First and foremost, you should work with a legal counsel who specializes in immigration law. This is because immigration law changes frequently, and what your mentors might know from their personal experience is frequently out of date and therefore inaccurate. Working with legal counsel makes sure you are doing the right thing for both the candidate, your company, and the U.S. population.
Secondly, you can read up on the current rules and regulations on websites maintained by the U.S. government. In particular, the website for the U.S. Citizen and Immigration Services (formerly Immigration and Naturalization Services) is the definitive resource where you can look up information about visas that allow foreign nationals to legally work in the U.S. You can look at other websites too, but the USCIS site is the single source of the (changing) truth, and this is one area where you want to make sure what you know is current.

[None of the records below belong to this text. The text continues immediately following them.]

//! Recording list decoding.
//!
//! The device streams the listing over several frames under one command id.
//! [`FileListAccumulator`] parses entries as their bytes arrive so that the
//! running count can be compared against the announced total.
//!
//! Entry layout:
//!
//! ```text
//! [version:u8][name_len:u24 BE][name][length:u32 BE][reserved:6][signature:16]
//! ```

use std::sync::OnceLock;
use std::time::Duration;

use bytes::{Buf, BytesMut};
use chrono::{NaiveDate, NaiveDateTime};
use regex::Regex;
use serde::{Deserialize, Serialize};

use crate::codec::{device_text, BodyReader};

/// Marker that opens the first frame on firmware announcing its total.
const TOTAL_MARKER: [u8; 2] = [0xFF, 0xFF];
const TOTAL_PREFIX_LEN: usize = 6;
/// Bytes in an entry besides the name.
const ENTRY_FIXED_LEN: usize = 1 + 3 + 4 + 6 + 16;

/// One stored recording.
#[derive(Debug, Clone, PartialEq, Eq, Serialize, Deserialize)]
pub struct RecordingEntry {
    pub name: String,
    /// Parsed from the file name. Entries without one never leave the decoder.
    pub created: Option<NaiveDateTime>,
    pub duration: Duration,
    /// Payload length in bytes.
    pub length: u32,
    /// Codec/version tag.
    pub version: u8,
    pub signature: [u8; 16],
}

impl RecordingEntry {
    /// Signature as lowercase hex.
    pub fn signature_hex(&self) -> String {
        self.signature.iter().map(|b| format!("{b:02x}")).collect()
    }
}

/// Playback length for a payload of `length` bytes recorded with codec `version`.
///
/// Unknown tags yield zero.
pub fn recording_duration(version: u8, length: u32) -> Duration {
    const WAV_HEADER: u32 = 44;
    let seconds = match version {
        0 => length as f64 / 32_000.0,
        1 => length as f64 / 16_000.0,
        2 => length.saturating_sub(WAV_HEADER) as f64 / 96_000.0,
        3 => length.saturating_sub(WAV_HEADER) as f64 / 48_000.0,
        5 => length as f64 / 12_000.0,
        _ => 0.0,
    };
    Duration::from_secs_f64(seconds)
}

fn compact_pattern() -> &'static Regex {
    static PATTERN: OnceLock<Regex> = OnceLock::new();
    PATTERN.get_or_init(|| Regex::new(r"^(\d{14})").expect("valid regex"))
}

fn month_pattern() -> &'static Regex {
    static PATTERN: OnceLock<Regex> = OnceLock::new();
    PATTERN.get_or_init(|| {
        Regex::new(r"^(\d{2,4})([A-Za-z]{3})(\d{2})-(\d{2})(\d{2})(\d{2})").expect("valid regex")
    })
}

fn month_number(abbrev: &str) -> Option<u32> {
    const MONTHS: [&str; 12] = [
        "jan", "feb", "mar", "apr", "may", "jun", "jul", "aug", "sep", "oct", "nov", "dec",
    ];
    let lower = abbrev.to_ascii_lowercase();
    MONTHS.iter().position(|m| *m == lower).map(|i| i as u32 + 1)
}

/// Recover the creation time encoded in a recording name.
///
/// Two forms exist: `20240115093000REC001.wav` and `2024Jan15-093000-Rec01.hda`
/// (two-digit years are taken as 20xx).
pub fn parse_filename_timestamp(name: &str) -> Option<NaiveDateTime> {
    if let Some(caps) = compact_pattern().captures(name) {
        return NaiveDateTime::parse_from_str(&caps[1], "%Y%m%d%H%M%S").ok();
    }

    let caps = month_pattern().captures(name)?;
    let mut year: i32 = caps[1].parse().ok()?;
    if caps[1].len() == 2 {
        year += 2000;
    }
    let number = |i: usize| caps[i].parse::<u32>().ok();
    NaiveDate::from_ymd_opt(year, month_number(&caps[2])?, number(3)?)?.and_hms_opt(
        number(4)?,
        number(5)?,
        number(6)?,
    )
}

/// Parse one entry. `None` means the bytes do not hold a complete entry yet.
fn parse_entry(reader: &mut BodyReader<'_>) -> Option<RecordingEntry> {
    let version = reader.u8()?;
    let name_len = reader.u24_be()? as usize;
    let name = device_text(reader.take(name_len)?);
    let length = reader.u32_be()?;
    reader.skip(6)?;
    let mut signature = [0u8; 16];
    signature.copy_from_slice(reader.take(16)?);

    Some(RecordingEntry {
        created: parse_filename_timestamp(&name),
        duration: recording_duration(version, length),
        name,
        length,
        version,
        signature,
    })
}

/// Decode a complete listing in one pass.
///
/// Trailing bytes that do not form a whole entry are ignored.
pub fn decode_file_list(body: &[u8]) -> Vec<RecordingEntry> {
    let mut accumulator = FileListAccumulator::new(None);
    accumulator.push(body);
    accumulator.finish()
}

/// Multi-frame file list state.
#[derive(Debug, Default)]
pub struct FileListAccumulator {
    pending: BytesMut,
    total: Option<u32>,
    seen_first: bool,
    parsed: u32,
    entries: Vec<RecordingEntry>,
}

impl FileListAccumulator {
    /// `total` is the count from a prior `GetFileCount`, if one was made.
    pub fn new(total: Option<u32>) -> Self {
        Self {
            total,
            ..Self::default()
        }
    }

    /// Announced or previously queried entry count.
    pub fn total(&self) -> Option<u32> {
        self.total
    }

    /// Entries parsed so far, including ones without a timestamp.
    pub fn parsed(&self) -> u32 {
        self.parsed
    }

    /// Append one frame body. Returns `true` once the listing is complete.
    ///
    /// An empty body always terminates. Otherwise the listing is complete
    /// when the parsed count reaches the known total.
    pub fn push(&mut self, body: &[u8]) -> bool {
        if body.is_empty() {
            return true;
        }

        let mut body = body;
        if !self.seen_first {
            self.seen_first = true;
            if body.len() >= TOTAL_PREFIX_LEN && body[..2] == TOTAL_MARKER {
                self.total = Some(u32::from_be_bytes([body[2], body[3], body[4], body[5]]));
                body = &body[TOTAL_PREFIX_LEN..];
            }
        }

        self.pending.extend_from_slice(body);
        self.parse_pending();
        self.is_complete()
    }

    pub fn is_complete(&self) -> bool {
        self.total.is_some_and(|total| self.parsed >= total)
    }

    fn parse_pending(&mut self) {
        loop {
            if self.pending.len() < ENTRY_FIXED_LEN {
                return;
            }
            let mut reader = BodyReader::new(&self.pending);
            let Some(entry) = parse_entry(&mut reader) else {
                return;
            };
            let consumed = reader.position();
            self.pending.advance(consumed);
            self.parsed += 1;
            if entry.created.is_some() {
                self.entries.push(entry);
            } else {
                tracing::debug!(name = %entry.name, "Skipping recording without a timestamp");
            }
        }
    }

    /// Entries with a resolved timestamp, in device order.
    pub fn finish(self) -> Vec<RecordingEntry> {
        if !self.pending.is_empty() {
            tracing::warn!(
                bytes = self.pending.len(),
                "File list ended inside an entry"
            );
        }
        self.entries
    }
}

#[cfg(test)]
pub(crate) mod tests {
    use super::*;

    pub(crate) fn entry_bytes(name: &str, version: u8, length: u32) -> Vec<u8> {
        let mut out = vec![version];
        out.extend_from_slice(&(name.len() as u32).to_be_bytes()[1..]);
        out.extend_from_slice(name.as_bytes());
        out.extend_from_slice(&length.to_be_bytes());
        out.extend_from_slice(&[0; 6]);
        out.extend_from_slice(&[0xAB; 16]);
        out
    }

    #[test]
    fn test_spec_example_entry() {
        let entries = decode_file_list(&entry_bytes("20240115093000REC001.wav", 0, 1024));
        assert_eq!(entries.len(), 1);

        let entry = &entries[0];
        assert_eq!(entry.name, "20240115093000REC001.wav");
        assert_eq!(
            entry.created.unwrap().format("%Y-%m-%d %H:%M:%S").to_string(),
            "2024-01-15 09:30:00"
        );
        assert_eq!(entry.duration, recording_duration(0, 1024));
        assert_eq!(entry.duration, Duration::from_secs_f64(1024.0 / 32_000.0));
        assert_eq!(entry.signature_hex(), "ab".repeat(16));
    }

    #[test]
    fn test_month_form_timestamp() {
        let time = parse_filename_timestamp("2024Mar05-142233-Rec07.hda").unwrap();
        assert_eq!(time.format("%Y-%m-%d %H:%M:%S").to_string(), "2024-03-05 14:22:33");

        let short = parse_filename_timestamp("24Dec31-235959-Rec01.hda").unwrap();
        assert_eq!(short.format("%Y").to_string(), "2024");

        assert_eq!(parse_filename_timestamp("2024Foo05-142233.hda"), None);
        assert_eq!(parse_filename_timestamp("notes.txt"), None);
    }

    #[test]
    fn test_duration_per_tag() {
        assert_eq!(recording_duration(1, 16_000), Duration::from_secs(1));
        assert_eq!(recording_duration(2, 96_044), Duration::from_secs(1));
        assert_eq!(recording_duration(3, 48_044), Duration::from_secs(1));
        assert_eq!(recording_duration(5, 24_000), Duration::from_secs(2));
        assert_eq!(recording_duration(2, 10), Duration::ZERO);
        assert_eq!(recording_duration(9, 1_000_000), Duration::ZERO);
    }

    #[test]
    fn test_untimestamped_entries_are_dropped() {
        let mut body = Vec::new();
        body.extend(entry_bytes("20240115093000REC001.wav", 0, 10));
        body.extend(entry_bytes("scratch.wav", 0, 10));
        body.extend(entry_bytes("2023Nov02-080000-Rec02.hda", 1, 10));

        let entries = decode_file_list(&body);
        assert_eq!(entries.len(), 2);
        assert!(entries.iter().all(|e| e.created.is_some()));
    }

    #[test]
    fn test_entry_split_across_frames() {
        let bytes = entry_bytes("20240115093000REC001.wav", 0, 1024);
        let mut acc = FileListAccumulator::new(Some(1));

        assert!(!acc.push(&bytes[..9]));
        assert_eq!(acc.parsed(), 0);
        assert!(acc.push(&bytes[9..]));
        assert_eq!(acc.finish().len(), 1);
    }

    #[test]
    fn test_total_prefix_terminates_on_count() {
        let mut first = vec![0xFF, 0xFF, 0, 0, 0, 2];
        first.extend(entry_bytes("20240115093000REC001.wav", 0, 1));
        let second = entry_bytes("no-time.wav", 0, 1);

        let mut acc = FileListAccumulator::new(None);
        assert!(!acc.push(&first));
        assert_eq!(acc.total(), Some(2));
        assert!(acc.push(&second));
        assert_eq!(acc.finish().len(), 1);
    }

    #[test]
    fn test_empty_body_terminates_without_total() {
        let mut acc = FileListAccumulator::new(None);
        assert!(!acc.push(&entry_bytes("20240115093000REC001.wav", 0, 1)));
        assert!(acc.push(&[]));
        assert_eq!(acc.finish().len(), 1);
    }

    #[test]
    fn test_total_marker_only_checked_on_first_frame() {
        let mut acc = FileListAccumulator::new(Some(5));
        acc.push(&entry_bytes("20240115093000REC001.wav", 0, 1));
        acc.push(&[0xFF, 0xFF, 0, 0, 0, 1]);
        assert_eq!(acc.total(), Some(5));
    }
}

Lastly, there are various efforts to help foreign born nationals to stay in the U.S. and contribute their talents to the workforce. The state of Massachusetts in particular has been pioneering a number of new ideas, such as the Global Entrepreneurship In Residence program proposed by Gov. Deval Patrick in 2014 which is currently being piloted at the University of Massachusetts.
Again, the best bet for you to understand your options is to work with an immigration attorney who will be able to advice you on the latest rules and regulations you need to comply with as an employer hiring non-US citizens and non-US permanent residents.